How significant are the differences between variant spellings of people’s English names? Let’s try a little experiment to determine this. If I spell Brian B R I A N and then I spell it B R Y A N, does the spelling difference make a difference? Now, let’s try another English name, Louis. If I spell it L O U I S, does this name differ in meaning from L E W I S? How about Billy? If I spell it B I L L Y, then spell it B I L L I E, is there a difference? Or, what about Barry? Is B A R R Y different from B A R R I E? In these last two examples, the variant spellings of Barry and Billy are significant only in terms of determining the gender of the person bearing the name, and only in written form. Just hearing the name Billy or Barry would not allow you to determine if the name belonged to a man or a woman unless the person bearing that name was being addressed in front of you. I would make the highly uninformed and speculative assumption that though English names are rooted in meaningful ideas based upon their Latin, Greek, or Germanic roots, variants on the spelling of those names do not normally have any real significance.

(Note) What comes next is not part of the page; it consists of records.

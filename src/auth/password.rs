use argon2::{
    password_hash::{PasswordHash, PasswordHasher, PasswordVerifier, SaltString},
    Argon2,
};
use rand::rngs::OsRng;
use tracing::error;

pub const MIN_PASSWORD_LEN: usize = 8;
const SPECIAL_CHARS: &[char] = &['_', '@', '$'];

pub fn hash_password(plain: &str) -> anyhow::Result<String> {
    let salt = SaltString::generate(&mut OsRng);
    let argon2 = Argon2::default();
    let hash = argon2
        .hash_password(plain.as_bytes(), &salt)
        .map_err(|e| {
            error!(error = %e, "argon2 hash_password error");
            anyhow::anyhow!(e.to_string())
        })?
        .to_string();
    Ok(hash)
}

pub fn verify_password(plain: &str, hash: &str) -> anyhow::Result<bool> {
    let parsed = PasswordHash::new(hash).map_err(|e| {
        error!(error = %e, "argon2 parse hash error");
        anyhow::anyhow!(e.to_string())
    })?;
    Ok(Argon2::default()
        .verify_password(plain.as_bytes(), &parsed)
        .is_ok())
}

/// Password must be at least 8 chars with a lowercase letter, an uppercase
/// letter, a digit, one of `_@$`, and no whitespace.
pub fn meets_policy(password: &str) -> bool {
    password.chars().count() >= MIN_PASSWORD_LEN
        && password.chars().any(|c| c.is_ascii_lowercase())
        && password.chars().any(|c| c.is_ascii_uppercase())
        && password.chars().any(|c| c.is_ascii_digit())
        && password.chars().any(|c| SPECIAL_CHARS.contains(&c))
        && !password.chars().any(char::is_whitespace)
}

#[cfg(test)]
mod tests {
    use super::*;

    #[test]
    fn hash_and_verify_roundtrip() {
        let password = "Secur3P@ssw0rd!";
        let hash = hash_password(password).expect("hashing should succeed");
        assert_ne!(hash, password);
        assert!(verify_password(password, &hash).expect("verify should succeed"));
    }

    #[test]
    fn verify_rejects_wrong_password() {
        let hash = hash_password("Abc12345@").expect("hashing should succeed");
        assert!(!verify_password("Abc12345$", &hash).expect("verify should not error"));
    }

    #[test]
    fn verify_errors_on_malformed_hash() {
        let err = verify_password("anything", "not-a-valid-hash").unwrap_err();
        assert!(!err.to_string().is_empty());
    }

    #[test]
    fn salts_differ_between_hashes() {
        let a = hash_password("Abc12345@").unwrap();
        let b = hash_password("Abc12345@").unwrap();
        assert_ne!(a, b);
    }

    #[test]
    fn policy_accepts_strong_passwords() {
        assert!(meets_policy("Abc12345@"));
        assert!(meets_policy("andr3S@2"));
        assert!(meets_policy("x_Y1zzzz"));
        assert!(meets_policy("$$$$aA1$"));
    }

    #[test]
    fn policy_rejects_each_missing_class() {
        assert!(!meets_policy("Ab1@"), "too short");
        assert!(!meets_policy("ABC12345@"), "no lowercase");
        assert!(!meets_policy("abc12345@"), "no uppercase");
        assert!(!meets_policy("Abcdefgh@"), "no digit");
        assert!(!meets_policy("Abc123456"), "no special");
        assert!(!meets_policy("Abc1234!#"), "special outside _@$");
        assert!(!meets_policy("Abc 12345@"), "whitespace");
        assert!(!meets_policy("Abc12345@\t"), "tab");
    }
}
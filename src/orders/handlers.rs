use axum::{
    extract::State,
    http::StatusCode,
    routing::get,
    Json, Router,
};
use tracing::instrument;
use uuid::Uuid;

use crate::{
    auth::extractors::CurrentUser,
    error::AppError,
    extract::{ApiJson, ApiPath},
    orders::{
        dto::{DeletedResponse, OrderRequest, PlacedOrder, StatusRequest},
        repo_types::{Order, OrderContents},
        services,
    },
    state::AppState,
};

pub fn order_routes() -> Router<AppState> {
    Router::new()
        .route("/ordenes/", get(list_orders).post(place_order))
        .route("/ordenes", get(list_orders).post(place_order))
        .route("/ordenes/usuario", get(list_my_orders))
        .route("/ordenes/usuario/:id", get(get_my_order))
        .route("/ordenes/usuarios/:id", get(list_user_orders))
        .route(
            "/ordenes/:id",
            get(get_order)
                .put(update_order)
                .patch(update_order_status)
                .delete(delete_order),
        )
}

#[instrument(skip_all, fields(username = %actor.username))]
pub async fn place_order(
    State(state): State<AppState>,
    CurrentUser(actor): CurrentUser,
    ApiJson(body): ApiJson<OrderRequest>,
) -> Result<(StatusCode, Json<PlacedOrder>), AppError> {
    let order = services::place(
        state.orders.as_ref(),
        &actor,
        body.cantidad,
        body.tipo,
        body.guisados,
    )
    .await?;
    Ok((StatusCode::CREATED, Json(order.into())))
}

#[instrument(skip_all, fields(username = %actor.username))]
pub async fn list_orders(
    State(state): State<AppState>,
    CurrentUser(actor): CurrentUser,
) -> Result<Json<Vec<Order>>, AppError> {
    Ok(Json(services::list_all(state.orders.as_ref(), &actor).await?))
}

#[instrument(skip_all, fields(username = %actor.username))]
pub async fn list_my_orders(
    State(state): State<AppState>,
    CurrentUser(actor): CurrentUser,
) -> Result<Json<Vec<Order>>, AppError> {
    Ok(Json(services::list_mine(state.orders.as_ref(), &actor).await?))
}

#[instrument(skip_all, fields(username = %actor.username))]
pub async fn list_user_orders(
    State(state): State<AppState>,
    CurrentUser(actor): CurrentUser,
    ApiPath(id): ApiPath<Uuid>,
) -> Result<Json<Vec<Order>>, AppError> {
    Ok(Json(
        services::list_for_user(state.orders.as_ref(), &actor, id).await?,
    ))
}

#[instrument(skip_all, fields(username = %actor.username))]
pub async fn get_order(
    State(state): State<AppState>,
    CurrentUser(actor): CurrentUser,
    ApiPath(id): ApiPath<Uuid>,
) -> Result<Json<Order>, AppError> {
    Ok(Json(services::get_any(state.orders.as_ref(), &actor, id).await?))
}

#[instrument(skip_all, fields(username = %actor.username))]
pub async fn get_my_order(
    State(state): State<AppState>,
    CurrentUser(actor): CurrentUser,
    ApiPath(id): ApiPath<Uuid>,
) -> Result<Json<Order>, AppError> {
    Ok(Json(services::get_own(state.orders.as_ref(), &actor, id).await?))
}

#[instrument(skip_all, fields(username = %actor.username))]
pub async fn update_order(
    State(state): State<AppState>,
    CurrentUser(actor): CurrentUser,
    ApiPath(id): ApiPath<Uuid>,
    ApiJson(body): ApiJson<OrderRequest>,
) -> Result<Json<Order>, AppError> {
    let contents = OrderContents {
        quantity: body.cantidad,
        dish: body.tipo,
        stew: body.guisados,
    };
    Ok(Json(
        services::update_contents(state.orders.as_ref(), &actor, id, contents).await?,
    ))
}

#[instrument(skip_all, fields(username = %actor.username))]
pub async fn update_order_status(
    State(state): State<AppState>,
    CurrentUser(actor): CurrentUser,
    ApiPath(id): ApiPath<Uuid>,
    ApiJson(body): ApiJson<StatusRequest>,
) -> Result<Json<Order>, AppError> {
    Ok(Json(
        services::update_status(state.orders.as_ref(), &actor, id, body.estado).await?,
    ))
}

#[instrument(skip_all, fields(username = %actor.username))]
pub async fn delete_order(
    State(state): State<AppState>,
    CurrentUser(actor): CurrentUser,
    ApiPath(id): ApiPath<Uuid>,
) -> Result<Json<DeletedResponse>, AppError> {
    services::delete(state.orders.as_ref(), &actor, id).await?;
    Ok(Json(DeletedResponse {
        mensaje: format!("La orden {id} fue eliminada exitosamente"),
    }))
}
use serde::Serialize;
use sqlx::FromRow;
use time::OffsetDateTime;
use uuid::Uuid;

use crate::orders::model::{Dish, OrderStatus, Stew};

/// Raw `orders` row; choice columns are TEXT.
#[derive(Debug, FromRow)]
pub struct OrderRow {
    pub id: Uuid,
    pub quantity: i32,
    pub dish: String,
    pub stew: String,
    pub status: String,
    pub owner_id: Uuid,
    pub created_at: OffsetDateTime,
}

#[derive(Debug, Clone, PartialEq, Eq, Serialize)]
pub struct Order {
    pub id: Uuid,
    #[serde(rename = "cantidad")]
    pub quantity: i32,
    #[serde(rename = "tipo")]
    pub dish: Dish,
    #[serde(rename = "guisados")]
    pub stew: Stew,
    #[serde(rename = "estado")]
    pub status: OrderStatus,
    #[serde(rename = "id_usuario")]
    pub owner_id: Uuid,
    #[serde(skip)]
    pub created_at: OffsetDateTime,
}

impl TryFrom<OrderRow> for Order {
    type Error = anyhow::Error;

    fn try_from(r: OrderRow) -> Result<Self, Self::Error> {
        Ok(Self {
            id: r.id,
            quantity: r.quantity,
            dish: r.dish.parse()?,
            stew: r.stew.parse()?,
            status: r.status.parse()?,
            owner_id: r.owner_id,
            created_at: r.created_at,
        })
    }
}

/// Validated input for an order insert.
#[derive(Debug, Clone)]
pub struct NewOrder {
    pub owner_id: Uuid,
    pub quantity: i32,
    pub dish: Dish,
    pub stew: Stew,
}

/// Replacement for the owner-editable part of an order.
#[derive(Debug, Clone, Copy)]
pub struct OrderContents {
    pub quantity: i32,
    pub dish: Dish,
    pub stew: Stew,
}

#[cfg(test)]
mod tests {
    use super::*;

    fn row(status: &str) -> OrderRow {
        OrderRow {
            id: Uuid::new_v4(),
            quantity: 2,
            dish: "QUESADILLA".into(),
            stew: "CHAMPIÑONES".into(),
            status: status.into(),
            owner_id: Uuid::new_v4(),
            created_at: OffsetDateTime::now_utc(),
        }
    }

    #[test]
    fn row_converts_to_order() {
        let order = Order::try_from(row("EN RUTA")).unwrap();
        assert_eq!(order.dish, Dish::Quesadilla);
        assert_eq!(order.stew, Stew::Champinones);
        assert_eq!(order.status, OrderStatus::EnRuta);
    }

    #[test]
    fn row_with_unknown_status_fails() {
        assert!(Order::try_from(row("PERDIDO")).is_err());
    }

    #[test]
    fn order_serializes_with_spanish_fields() {
        let order = Order::try_from(row("PROCESANDO")).unwrap();
        let v = serde_json::to_value(&order).unwrap();
        assert_eq!(v["cantidad"], 2);
        assert_eq!(v["tipo"], "QUESADILLA");
        assert_eq!(v["guisados"], "CHAMPIÑONES");
        assert_eq!(v["estado"], "PROCESANDO");
        assert_eq!(v["id_usuario"], order.owner_id.to_string());
        assert!(v.get("created_at").is_none());
    }
}
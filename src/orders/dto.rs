use serde::{Deserialize, Serialize};
use uuid::Uuid;

use crate::orders::{
    model::{Dish, OrderStatus, Stew},
    repo_types::Order,
};

/// Body of `POST /ordenes/` and `PUT /ordenes/{id}`. Any `estado`, `id` or
/// `id_usuario` sent along is ignored.
#[derive(Debug, Deserialize)]
pub struct OrderRequest {
    pub cantidad: i32,
    pub guisados: Stew,
    pub tipo: Dish,
}

/// Body of `PATCH /ordenes/{id}`.
#[derive(Debug, Deserialize)]
pub struct StatusRequest {
    pub estado: OrderStatus,
}

/// Placement response; the owner id is left out.
#[derive(Debug, Serialize)]
pub struct PlacedOrder {
    pub id: Uuid,
    pub cantidad: i32,
    pub estado: OrderStatus,
    pub guisados: Stew,
    pub tipo: Dish,
}

impl From<Order> for PlacedOrder {
    fn from(o: Order) -> Self {
        Self {
            id: o.id,
            cantidad: o.quantity,
            estado: o.status,
            guisados: o.stew,
            tipo: o.dish,
        }
    }
}

#[derive(Debug, Serialize)]
pub struct DeletedResponse {
    pub mensaje: String,
}
use serde::Deserialize;

#[derive(Debug, Clone, Deserialize)]
pub struct JwtConfig {
    pub secret: String,
    pub issuer: String,
    pub audience: String,
    pub ttl_minutes: i64,
    pub refresh_ttl_minutes: i64,
}

/// Credentials of the administrator seeded at startup.
#[derive(Debug, Clone, Deserialize)]
pub struct AdminSeed {
    pub username: String,
    pub email: String,
    pub password: String,
}

#[derive(Debug, Clone, Deserialize)]
pub struct AppConfig {
    pub database_url: String,
    pub jwt: JwtConfig,
    pub allow_admin_registration: bool,
    pub admin_seed: Option<AdminSeed>,
}

impl AppConfig {
    pub fn from_env() -> anyhow::Result<Self> {
        let database_url = std::env::var("DATABASE_URL")?;
        let jwt = JwtConfig {
            secret: std::env::var("JWT_SECRET")?,
            issuer: std::env::var("JWT_ISSUER").unwrap_or_else(|_| "entregas".into()),
            audience: std::env::var("JWT_AUDIENCE").unwrap_or_else(|_| "entregas-users".into()),
            ttl_minutes: std::env::var("JWT_TTL_MINUTES")
                .ok()
                .and_then(|v| v.parse::<i64>().ok())
                .unwrap_or(15),
            refresh_ttl_minutes: std::env::var("JWT_REFRESH_TTL_MINUTES")
                .ok()
                .and_then(|v| v.parse::<i64>().ok())
                .unwrap_or(60 * 24 * 30),
        };
        let allow_admin_registration = std::env::var("ALLOW_ADMIN_REGISTRATION")
            .map(|v| parse_flag(&v))
            .unwrap_or(false);

        let admin_seed = match (
            std::env::var("ADMIN_USERNAME"),
            std::env::var("ADMIN_EMAIL"),
            std::env::var("ADMIN_PASSWORD"),
        ) {
            (Ok(username), Ok(email), Ok(password)) => Some(AdminSeed {
                username,
                email,
                password,
            }),
            _ => None,
        };

        Ok(Self {
            database_url,
            jwt,
            allow_admin_registration,
            admin_seed,
        })
    }
}

fn parse_flag(v: &str) -> bool {
    matches!(v.trim().to_ascii_lowercase().as_str(), "1" | "true" | "yes" | "on")
}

This is not necessarily the case in biblical Hebrew, which uses names consciously to predict the fates and establish the characteristics of its heroes. One example, not a great one, is Avram and Avraham. Apart from one Hebrew letter, we don’t think of these as two distinct names, but the Torah certainly does. The addition of the Hebrew letter Hey to Avram’s name by God completely changed him from Avram to Av Hamon Goyim, the father of many nations, as part of his covenant with God.
Another much less known example of this name phenomenon, one that the Torah itself does not spell out explicitly, is that of the names GershoM, spelled with a final MEM, and GershoN, spelled with a final NUN. We find both of these variant spellings in this morning’s Torah portion, Shmot, which by the way, means “names” and starts with the names of the people who moved to Egypt with Jacob. Looking in Exodus 2:25 (HEH 325), we find the following: “She (Moses’ wife, Zipporah) bore a son whom he named GershoM, for he said, “I have been a stranger in a foreign land.’” GershoM is a compound of the Hebrew words, ger (stranger) and sham (there). Moses uses the birth of his first child as an opportunity to remember his (Moses’) precarious state as an exiled resident alien in the land of his wife’s family. Now let’s look at Exodus 6:16 (HEH 354): “These are the names of Levi’s sons by their lineage, GershoN, Kohath and Merari.” Of course, notice the spelling differences between the two, specifically the variant uses of final MEM and final NUN. I suspect that both of these names were originally mere variants with no significant difference, but over time, Jewish tradition came to read them as different. According to Halachah (Jewish law), when you write a get, a divorce document, if you write the name of the ex-husband as GershoN (final NUN) when his name is actually GershoM (final MEM), or vice versa, the get cannot be used and must be written again. Explaining this, the Torah commentator, Rabbi Yehiel Mikhel Epstein writes that GershoM refers to what the Torah had already written: Moses as a stranger in a foreign land. However, the name GershoN is derived from the Hebrew word, Gerushin, dismissal or divorce, which is based upon the Hebrew verb, garash, to chase away. The two names sound the same, but they derive from different roots with different meanings; thus they are not interchangeable for get writing purposes.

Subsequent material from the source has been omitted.